Perhaps as a response to having so little to put on their empty maps, the developers went to some lengths to make landmarks that have something to do quite obvious from a distance. Skyview Towers are, y'know, towers, with lanterns and glowing runes. Shrines have a swirly green aura that rises into the sky. Every stable has a chimney belching a stream of smoke into the air. In the sky, islands in the distance are only obscured by clouds, on a clear day you can see all the way across Hyrule. In the depths, Yiga strongholds, forges, and the seeds to light up the area all glow in the dark, and like in the sky, you can see them from miles away if there's nothing blocking the view.
So just hop on an Airbike and fly over there directly. It's fast, there are fewer interruptions to worry about, and if you happen to spot something to investigate on the way you can either land or mark your map to come back to it later. As far as I can tell there is literally nothing in the Depths worth looking at that doesn't appear on the map -- there are no Shrines or Koroks down there -- so once the map is lit up you can just fly directly from one mine, Yiga stronghold, or obvious boss arena to the next.

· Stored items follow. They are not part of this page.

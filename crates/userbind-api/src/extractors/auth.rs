//! Authentication extractors
//!
//! The access token is read from the `Authorization: Bearer` header, falling
//! back to the `sid` session cookie.

use axum::{
    async_trait,
    extract::{FromRef, FromRequestParts},
    http::{request::Parts, HeaderMap},
};
use axum_extra::{
    extract::cookie::CookieJar,
    headers::{authorization::Bearer, Authorization, HeaderMapExt},
};
use userbind_core::{Privileges, User};
use userbind_service::{AuthService, ServiceError};

use crate::response::ApiError;
use crate::state::AppState;

/// Session cookie carrying the access token
pub const SESSION_COOKIE: &str = "sid";

/// Account resolved earlier in the request, stored in request extensions
#[derive(Debug, Clone)]
pub struct CurrentUser(pub User);

/// Access token from the Authorization header, else from the session cookie
pub fn request_token(headers: &HeaderMap) -> Option<String> {
    if let Some(Authorization(bearer)) = headers.typed_get::<Authorization<Bearer>>() {
        return Some(bearer.token().to_string());
    }
    CookieJar::from_headers(headers)
        .get(SESSION_COOKIE)
        .map(|cookie| cookie.value().to_string())
}

/// Resolve the caller's account. Invalid tokens count as anonymous.
pub async fn resolve_user(state: &AppState, headers: &HeaderMap) -> Option<User> {
    let token = request_token(headers)?;
    match AuthService::new(state.service_context())
        .authenticate(&token)
        .await
    {
        Ok(user) => Some(user),
        Err(ServiceError::App(e)) if e.is_auth_failure() => {
            tracing::warn!(error = %e, "Rejected access token");
            None
        }
        Err(e) => {
            tracing::error!(error = %e, "Session lookup failed");
            None
        }
    }
}

/// Authenticated account; rejects anonymous requests with 401
#[derive(Debug, Clone)]
pub struct AuthUser(pub User);

#[async_trait]
impl<S> FromRequestParts<S> for AuthUser
where
    S: Send + Sync,
    AppState: FromRef<S>,
{
    type Rejection = ApiError;

    async fn from_request_parts(parts: &mut Parts, state: &S) -> Result<Self, Self::Rejection> {
        if let Some(CurrentUser(user)) = parts.extensions.get::<CurrentUser>() {
            return Ok(AuthUser(user.clone()));
        }

        let token = request_token(&parts.headers).ok_or(ApiError::MissingAuth)?;
        let app_state = AppState::from_ref(state);

        let user = AuthService::new(app_state.service_context())
            .authenticate(&token)
            .await
            .map_err(|e| {
                tracing::warn!(error = %e, "Invalid access token");
                ApiError::from(e)
            })?;

        Ok(AuthUser(user))
    }
}

/// Authenticated account if any
#[derive(Debug, Clone)]
pub struct OptionalAuthUser(pub Option<User>);

#[async_trait]
impl<S> FromRequestParts<S> for OptionalAuthUser
where
    S: Send + Sync,
    AppState: FromRef<S>,
{
    type Rejection = ApiError;

    async fn from_request_parts(parts: &mut Parts, state: &S) -> Result<Self, Self::Rejection> {
        if let Some(CurrentUser(user)) = parts.extensions.get::<CurrentUser>() {
            return Ok(OptionalAuthUser(Some(user.clone())));
        }

        let app_state = AppState::from_ref(state);
        Ok(OptionalAuthUser(
            resolve_user(&app_state, &parts.headers).await,
        ))
    }
}

/// Account holding `MANAGE_DOMAIN`.
///
/// Everyone else, anonymous callers included, is refused with 403 before the
/// handler runs.
#[derive(Debug, Clone)]
pub struct AdminUser(pub User);

#[async_trait]
impl<S> FromRequestParts<S> for AdminUser
where
    S: Send + Sync,
    AppState: FromRef<S>,
{
    type Rejection = ApiError;

    async fn from_request_parts(parts: &mut Parts, state: &S) -> Result<Self, Self::Rejection> {
        let OptionalAuthUser(user) = OptionalAuthUser::from_request_parts(parts, state).await?;

        match user {
            Some(user) if user.privileges.has(Privileges::MANAGE_DOMAIN) => Ok(AdminUser(user)),
            _ => Err(ServiceError::permission_denied("MANAGE_DOMAIN").into()),
        }
    }
}
//! One page of the invite listing

use crate::entities::StudentInvite;

/// Page of invite records plus the totals needed for navigation
#[derive(Debug, Clone, PartialEq, Eq)]
pub struct InvitePage {
    pub records: Vec<StudentInvite>,
    pub total: u64,
    pub page: u32,
    pub page_count: u32,
}

impl InvitePage {
    /// Clamp a requested page number to the 1-based range
    #[inline]
    pub fn normalize_page(page: i64) -> u32 {
        if page < 1 {
            1
        } else {
            u32::try_from(page).unwrap_or(u32::MAX)
        }
    }

    /// `ceil(total / page_size)`
    pub fn page_count(total: u64, page_size: u32) -> u32 {
        if page_size == 0 {
            return 0;
        }
        let count = total.div_ceil(u64::from(page_size));
        u32::try_from(count).unwrap_or(u32::MAX)
    }

    /// Row offset of a 1-based page
    #[inline]
    pub fn offset(page: u32, page_size: u32) -> i64 {
        i64::from(page.saturating_sub(1)) * i64::from(page_size)
    }
}
//! StudentInvite entity <-> model mapper

use userbind_core::entities::StudentInvite;
use userbind_core::value_objects::UserId;

use crate::models::StudentInviteModel;

impl From<StudentInviteModel> for StudentInvite {
    fn from(model: StudentInviteModel) -> Self {
        StudentInvite {
            code: model.code,
            student_id: model.student_id,
            student_name: model.student_name,
            created_at: model.created_at,
            used: model.used,
            used_by: model.used_by.map(UserId::new),
            used_at: model.used_at,
        }
    }
}

#[cfg(test)]
mod tests {
    use super::*;
    use chrono::Utc;

    #[test]
    fn test_used_model_maps_marker() {
        let now = Utc::now();
        let invite = StudentInvite::from(StudentInviteModel {
            code: "abc".to_string(),
            student_id: "S001".to_string(),
            student_name: "Alice".to_string(),
            created_at: now,
            used: true,
            used_by: Some(7),
            used_at: Some(now),
        });

        assert!(invite.is_used());
        assert_eq!(invite.used_by, Some(UserId::new(7)));
        assert_eq!(invite.used_at, Some(now));
    }
}
//! Domain error types

mod domain_error;

pub use domain_error::DomainError;
//! Health check handler

use axum::Json;
use userbind_service::dto::HealthResponse;

/// Liveness probe
///
/// GET /health
pub async fn health_check() -> Json<HealthResponse> {
    Json(HealthResponse::healthy())
}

Sometimes I catch myself thinking "This thing is kind of clunky for such a core game mechanic" and have to remind myself that in-game flight is not a core game mechanic. It's a shortcut workaround for the sheer amount of the game spent walking and climbing, but you'd otherwise be doing so much walking and climbing that building an airbike just makes the game so much breezier to play, there's no reason not to.
So yes, I'm getting the Tetris Effect from a Zelda game. Last night, in bed, my eyes closed in the dark, I got the sensation of the landscape falling away, receding into the distance as I took flight on my airbike.